Der unbedarfte Zuschauer könnte Glück aus dem Blickwinkel des Mannes beinahe mit einer Utopie verwechseln. Schließlich erstrahlt der Film durchgehend in hellen, fröhlichen Farben. Varda kreiert ein ums andere Mal Momente, die so auch als pastellfarbene Gemälde in einer Galerie hängen könnten. Freunde, die gemeinsam lachen. Kinder, die im Schatten eines großen Baumes dösen. Liebende, die sich zärtliche Küsse aufdrücken. Auch François (unbekümmert strahlend: Jean-Claude Drouot) und seine Ehefrau Thérèse (sentimental ergeben: Claire Drouot) leben mit ihren beiden Kindern ein einfaches, aber augenscheinlich glückliches Leben. Als er die impulsive Emilie (Marie-France Boyer) kennenlernt, kommt es zu einem Widerspruch, der für François keiner zu sein scheint. Gleichsam liebt er beide Frauen und so kommt es zu einem Liebesdreieck der etwas anderen Art.
Tatsächlich ist es schwer in Worte zu fassen, was Vardas Film so besonders macht. Am deutlichsten wird es wohl dann, wenn man sich vor Augen führt, was andere Filmemacher aus diesem Ausgangsstoff gemacht hätten. Denn entgegen jedweden dramaturgischen Brennstoffs, bleibt Glück aus dem Blickwinkel des Mannes über weite Strecken sehr behutsam und geerdet. Konsequenz und Drama bleiben lange Zeit reine Andeutung, versteckt hinter der bunten Farbpalette und den überglücklichen Alltagsphantasien.
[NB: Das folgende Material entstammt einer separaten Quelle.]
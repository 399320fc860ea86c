//! Record offset allocation.

use tracing::debug;

use crate::common::config::HEADER_SIZE;
use crate::common::PageOffset;

use super::free_pool::FreePool;

/// Hands out node record offsets.
///
/// Records live at `HEADER_SIZE + index * record_size`. Index 0 is the
/// canonical root created with the file, so fresh allocations start at 1.
/// Reclaimed offsets are reused LIFO before the counter advances.
///
/// This is the only place where record offsets are computed.
#[derive(Debug, Clone, PartialEq, Eq)]
pub struct OffsetAllocator {
    record_size: u64,
    /// Allocation index of the next never-used record.
    next_index: u64,
    free_pool: FreePool,
}

impl OffsetAllocator {
    /// Allocator for a freshly created file.
    pub fn new(record_size: usize) -> Self {
        Self::restore(record_size, 1, FreePool::new())
    }

    /// Allocator resumed from header state.
    pub fn restore(record_size: usize, next_index: u64, free_pool: FreePool) -> Self {
        Self {
            record_size: record_size as u64,
            next_index,
            free_pool,
        }
    }

    /// Offset of the record with the given allocation index.
    #[inline]
    pub fn offset_of(&self, index: u64) -> PageOffset {
        PageOffset::new(HEADER_SIZE as u64 + index * self.record_size)
    }

    /// Offset of the root record of an empty tree.
    #[inline]
    pub fn canonical_root(&self) -> PageOffset {
        self.offset_of(0)
    }

    /// Take an offset for a new record.
    pub fn allocate(&mut self) -> PageOffset {
        if let Some(offset) = self.free_pool.pop() {
            return offset;
        }
        let offset = self.offset_of(self.next_index);
        self.next_index += 1;
        offset
    }

    /// Return a record offset for reuse.
    ///
    /// Dropped silently when the pool is full.
    pub fn release(&mut self, offset: PageOffset) {
        if !self.free_pool.push(offset) && self.free_pool.is_full() {
            debug!(%offset, "free pool full, leaking record");
        }
    }

    /// Make sure `offset` is not handed out again.
    pub fn reclaim(&mut self, offset: PageOffset) {
        self.free_pool.take(offset);
    }

    #[inline]
    pub fn next_index(&self) -> u64 {
        self.next_index
    }

    #[inline]
    pub fn free_pool(&self) -> &FreePool {
        &self.free_pool
    }

    #[inline]
    pub fn record_size(&self) -> usize {
        self.record_size as usize
    }
}
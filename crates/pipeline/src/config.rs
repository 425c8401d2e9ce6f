//! Run configuration: budgets and knobs that govern one `build` invocation.
//! Deserializable from a JSON file; CLI flags layered on top take
//! precedence, matching clap's own `file-defaults < file < CLI < env` rule.

use posindex_position::DedupPolicy;
use serde::Deserialize;
use std::path::PathBuf;

#[derive(Debug, Clone, Deserialize)]
#[serde(default)]
pub struct Config {
    /// Number of source rows fetched and extracted per streaming batch.
    pub batch_size: usize,
    /// Bump-allocator threshold (bytes) after which an in-memory
    /// accumulator spills to disk and starts fresh.
    pub spill_threshold_bytes: usize,
    /// Write-batch entries flushed to the store at a time during load.
    pub store_batch_size: usize,
    /// Upper bound (MiB) on the external merge's in-memory buffers; caps
    /// the accumulator's effective spill threshold alongside
    /// `spill_threshold_bytes`.
    pub memory_budget_mb: usize,
    /// Maximum number of spill files fused in a single external-merge pass.
    pub merge_fanin: usize,
    /// Number of extraction worker threads.
    pub threads: usize,
    /// Hint to the Store for its write-buffer size (MiB).
    pub write_buffer_mb: usize,
    /// Hint to the Store for its block-cache size (MiB).
    pub cache_mb: usize,
    /// Hint to the Store for which compressor to use.
    pub compression: String,
    /// Above this size (bytes), wiping an existing output directory
    /// requires explicit confirmation.
    pub size_threshold_bytes: u64,
    /// One stopword per line, lowercased. Required by every run.
    pub stopwords_path: Option<PathBuf>,
    /// Whether to keep intermediate spill files after a successful run
    /// (useful for debugging a failed load stage without re-extracting).
    pub preserve_spills: bool,
    #[serde(skip)]
    pub dedup_policy: DedupPolicy,
}

impl Default for Config {
    fn default() -> Self {
        Config {
            batch_size: 10_000,
            spill_threshold_bytes: 1 << 28,
            store_batch_size: 10_000,
            memory_budget_mb: 256,
            merge_fanin: 10,
            threads: 4,
            write_buffer_mb: 256,
            cache_mb: 1024,
            compression: "fast-byte-compressor".to_string(),
            size_threshold_bytes: 1 << 30,
            stopwords_path: None,
            preserve_spills: false,
            dedup_policy: DedupPolicy::default(),
        }
    }
}

impl Config {
    pub fn from_json_str(s: &str) -> Result<Self, crate::Error> {
        serde_json::from_str(s).map_err(|e| crate::Error::Config(e.to_string()))
    }

    pub fn validate(&self) -> Result<(), crate::Error> {
        if self.batch_size == 0 {
            return Err(crate::Error::Config("batch_size must be nonzero".into()));
        }
        if self.store_batch_size == 0 {
            return Err(crate::Error::Config("store_batch_size must be nonzero".into()));
        }
        if self.merge_fanin < 2 {
            return Err(crate::Error::Config("merge_fanin must be at least 2".into()));
        }
        if self.threads == 0 {
            return Err(crate::Error::Config("threads must be nonzero".into()));
        }
        Ok(())
    }
}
Natürlich ist das in diesem impressionistischen Film ein reines Mittel zum Zweck, denn nach und nach dämmert es dem Zuschauer, dass jene farbenfrohe Bildgewalt wohl reiner Zynismus ist. Ein mit Hohn überzogenes Abbild der verzerrten Wirklichkeit, so wie François sie wahrnimmt.
Als es dann letztlich doch zum einschneidenden Ereignis kommt, bleibt die Welt nur für den Bruchteil einer Sekunde stehen. Spätestens zu diesem Zeitpunkt wird klar, dass Vardas angedeutetes Konzept von männlichem Glück die reinste Farce ist. Eine kritische Überspitzung, eine zwanghafte Umkehr ins Positive. Dieser Ansatz resoniert vor allem deshalb so gut mit dem Zuschauer, weil Varda alle anderen Elemente der filmischen Gestaltung unterordnet. Gefühle, Eindrücke und Stimmungen vermittelt sie primär auf formaler Ebene, während beispielsweise die Dialoge stets wie naive Plaudereien anmuten. So sind es nicht nur die immer wieder eingestreuten Bildschnipsel, die einen Bruch suggerieren, sondern vor allem die farblich kontrastierten Übergänge, die in rot, blau und weiß (zufällig oder auch ganz bewusst die Nationalfarben Frankreichs) jeweils für die drei ausschlaggebenden Figuren der Ménage-à-trois stehen. Das Schöne daran ist, dass man diesen Umstand nicht bewusst wahrnehmen muss, sondern ganz direkt in der von Agnes Varda so plastisch entworfenen Welt fühlen kann.
Fazit
Weitaus mehr an flüchtigen Momentaufnahmen denn einem runden Narrativ interessiert, hat Agnes Varda mit „Glück aus dem Blickwinkel des Mannes“ einen Film inszeniert, der seine Kraft primär aus seiner stimmungsvollen Bildsprache zieht. In ihrer Wirkung unglaublich direkt und intuitiv, haftet den farbenfrohen Bildern ein entlarvender Zynismus an, der spätestens in den letzten Szenen das kleinbürgerliche Konzept von Glück als hohle Phrase entlarvt.